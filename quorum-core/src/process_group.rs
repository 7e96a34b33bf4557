//! Process group identity.
//!
//! A process group is the durable logical identity of one database server process. Its ID
//! encodes the process class (including an optional location prefix) and a numeric index, and
//! survives replacement of the Pod backing it.

use std::fmt;
use std::str::FromStr;

use serde::{Deserialize, Serialize};

use crate::error::ReconcileError;

/// The logical role of a database process.
#[derive(Clone, Debug, PartialEq, Eq, PartialOrd, Ord, Hash, Serialize, Deserialize)]
#[serde(transparent)]
pub struct ProcessClass(String);

impl ProcessClass {
    pub fn new(class: impl Into<String>) -> Self {
        Self(class.into())
    }

    pub fn as_str(&self) -> &str {
        &self.0
    }
}

impl fmt::Display for ProcessClass {
    fn fmt(&self, f: &mut fmt::Formatter<'_>) -> fmt::Result {
        f.write_str(&self.0)
    }
}

impl From<&str> for ProcessClass {
    fn from(val: &str) -> Self {
        Self(val.into())
    }
}

/// A parsed process group ID of the form `[<prefix>-]<class>-<index>`.
///
/// A location prefix is folded into the class, so `dc1-storage-12` parses as class
/// `dc1-storage` with index `12`.
#[derive(Clone, Debug, PartialEq, Eq, PartialOrd, Ord, Hash)]
pub struct ProcessGroupId {
    class: ProcessClass,
    index: u32,
}

impl ProcessGroupId {
    /// Build the ID for a new process group, folding the optional location prefix into the class.
    pub fn new(prefix: Option<&str>, class: &ProcessClass, index: u32) -> Self {
        let class = match prefix {
            Some(prefix) if !prefix.is_empty() => ProcessClass(format!("{}-{}", prefix, class)),
            _ => class.clone(),
        };
        Self { class, index }
    }

    /// Parse a process group ID.
    pub fn parse(input: &str) -> Result<Self, ReconcileError> {
        let err = || ReconcileError::Parse(input.to_string());
        let (class, index) = input.rsplit_once('-').ok_or_else(err)?;
        if class.is_empty() || index.is_empty() || !index.bytes().all(|b| b.is_ascii_digit()) {
            return Err(err());
        }
        let index = index.parse::<u32>().map_err(|_| err())?;
        Ok(Self {
            class: ProcessClass(class.into()),
            index,
        })
    }

    /// The class of this process group, including any location prefix.
    pub fn class(&self) -> &ProcessClass {
        &self.class
    }

    pub fn index(&self) -> u32 {
        self.index
    }
}

impl fmt::Display for ProcessGroupId {
    fn fmt(&self, f: &mut fmt::Formatter<'_>) -> fmt::Result {
        write!(f, "{}-{}", self.class, self.index)
    }
}

impl FromStr for ProcessGroupId {
    type Err = ReconcileError;

    fn from_str(s: &str) -> Result<Self, Self::Err> {
        Self::parse(s)
    }
}

/// Derive the process group ID from a process ID.
///
/// A process ID carries one more numeric segment than its group (`storage-1-1` belongs to
/// `storage-1`). IDs without a trailing process number are returned unchanged.
pub fn process_group_id_from_process_id(process_id: &str) -> &str {
    let (head, tail) = match process_id.rsplit_once('-') {
        Some(parts) => parts,
        None => return process_id,
    };
    if tail.is_empty() || !tail.bytes().all(|b| b.is_ascii_digit()) {
        return process_id;
    }
    // Only drop the last segment when what remains is itself a full group ID.
    match head.rsplit_once('-') {
        Some((class, index)) if !class.is_empty() && !index.is_empty() && index.bytes().all(|b| b.is_ascii_digit()) => head,
        _ => process_id,
    }
}
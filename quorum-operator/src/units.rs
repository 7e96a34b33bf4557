//! Workload units.
//!
//! A workload unit is the Pod backing a single process group. Units are looked up by label on
//! every pass and never held across passes; the roster in the cluster status is the source of
//! truth for which process groups exist.

use std::collections::{BTreeMap, BTreeSet};

use anyhow::Result;

use quorum_core::crd::{DatabaseCluster, DeletionMode, ProcessGroupStatus};
use quorum_core::ProcessClass;

/// The name of the main database container of a unit.
pub const CONTAINER_MAIN: &str = "database";
/// The name of the sidecar container of a unit.
pub const CONTAINER_SIDECAR: &str = "sidecar";

/// Operations on the workload units of a cluster.
#[async_trait::async_trait]
pub trait UnitManager: Send + Sync {
    /// List all units of the given cluster matching the given selector.
    async fn list_units(&self, cluster: &DatabaseCluster, selector: &UnitSelector) -> Result<Vec<WorkloadUnit>>;

    /// Create the unit backing the given process group.
    async fn create_unit(&self, cluster: &DatabaseCluster, group: &ProcessGroupStatus) -> Result<()>;

    /// Replace the image of the container at the given index of the given unit.
    ///
    /// This is not conditional, callers check whether the image already matches.
    async fn update_image(&self, unit: &WorkloadUnit, container_index: usize, image: &str) -> Result<()>;

    /// Request deletion of the given unit.
    ///
    /// A unit which is already gone is not an error. Deleted units disappear from later listings
    /// only eventually.
    async fn delete_unit(&self, unit: &WorkloadUnit) -> Result<()>;

    /// The granularity at which units of the given cluster may be deleted.
    fn deletion_mode(&self, cluster: &DatabaseCluster) -> DeletionMode {
        cluster.deletion_mode()
    }
}

/// A snapshot of the Pod backing a process group.
#[derive(Clone, Debug, Default, PartialEq)]
pub struct WorkloadUnit {
    pub name: String,
    pub namespace: String,
    /// The process group ID label of the unit, if any.
    pub process_group_id: Option<String>,
    /// The process class label of the unit, if any.
    pub process_class: Option<String>,
    pub containers: Vec<UnitContainer>,
    /// All labels of the unit.
    pub labels: BTreeMap<String, String>,
    /// Whether all containers of the unit are ready.
    pub ready: bool,
    /// Whether deletion of the unit has been requested.
    pub terminating: bool,
    /// The fault domain of the unit.
    pub fault_domain: String,
}

/// A container of a workload unit.
#[derive(Clone, Debug, Default, PartialEq)]
pub struct UnitContainer {
    pub name: String,
    pub image: String,
}

impl WorkloadUnit {
    /// The index of the container with the given name.
    pub fn container_index(&self, name: &str) -> Option<usize> {
        self.containers.iter().position(|container| container.name == name)
    }

    /// The image of the container with the given name.
    pub fn image(&self, name: &str) -> Option<&str> {
        self.containers.iter().find(|container| container.name == name).map(|container| container.image.as_str())
    }

    /// Whether this unit is serving, i.e. ready and not being deleted.
    pub fn is_available(&self) -> bool {
        self.ready && !self.terminating
    }
}

/// A filter over the units of a single cluster.
#[derive(Clone, Debug, Default, PartialEq)]
pub struct UnitSelector {
    /// Only match units of this process class.
    pub process_class: Option<ProcessClass>,
    /// Only match units of these process groups.
    pub process_group_ids: Option<BTreeSet<String>>,
}

impl UnitSelector {
    /// A selector matching all units of a cluster.
    pub fn all() -> Self {
        Self::default()
    }

    /// A selector matching the units of the given process groups.
    pub fn process_groups<I, S>(ids: I) -> Self
    where
        I: IntoIterator<Item = S>,
        S: Into<String>,
    {
        Self {
            process_class: None,
            process_group_ids: Some(ids.into_iter().map(Into::into).collect()),
        }
    }

    /// Check if the given unit matches this selector.
    pub fn matches(&self, unit: &WorkloadUnit) -> bool {
        if let Some(class) = &self.process_class {
            if unit.process_class.as_deref() != Some(class.as_str()) {
                return false;
            }
        }
        if let Some(ids) = &self.process_group_ids {
            match &unit.process_group_id {
                Some(id) if ids.contains(id) => (),
                _ => return false,
            }
        }
        true
    }
}

/// Index the given units by their process group ID.
///
/// Units without a process group ID are skipped. When more than one unit claims the same ID,
/// the first one wins.
pub fn units_by_process_group(units: &[WorkloadUnit]) -> BTreeMap<&str, &WorkloadUnit> {
    let mut index = BTreeMap::new();
    for unit in units {
        if let Some(id) = unit.process_group_id.as_deref() {
            index.entry(id).or_insert(unit);
        }
    }
    index
}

TASK DESCRIPTION → In the listing above, find the line with "index of the given unit." and the line with "unit are ready.", then print exactly those two lines and every line between them, and nothing more.

ANSWER FOR THIS EXERCISE →
    /// Replace the image of the container at the given index of the given unit.
    ///
    /// This is not conditional, callers check whether the image already matches.
    async fn update_image(&self, unit: &WorkloadUnit, container_index: usize, image: &str) -> Result<()>;

    /// Request deletion of the given unit.
    ///
    /// A unit which is already gone is not an error. Deleted units disappear from later listings
    /// only eventually.
    async fn delete_unit(&self, unit: &WorkloadUnit) -> Result<()>;

    /// The granularity at which units of the given cluster may be deleted.
    fn deletion_mode(&self, cluster: &DatabaseCluster) -> DeletionMode {
        cluster.deletion_mode()
    }
}

/// A snapshot of the Pod backing a process group.
#[derive(Clone, Debug, Default, PartialEq)]
pub struct WorkloadUnit {
    pub name: String,
    pub namespace: String,
    /// The process group ID label of the unit, if any.
    pub process_group_id: Option<String>,
    /// The process class label of the unit, if any.
    pub process_class: Option<String>,
    pub containers: Vec<UnitContainer>,
    /// All labels of the unit.
    pub labels: BTreeMap<String, String>,
    /// Whether all containers of the unit are ready.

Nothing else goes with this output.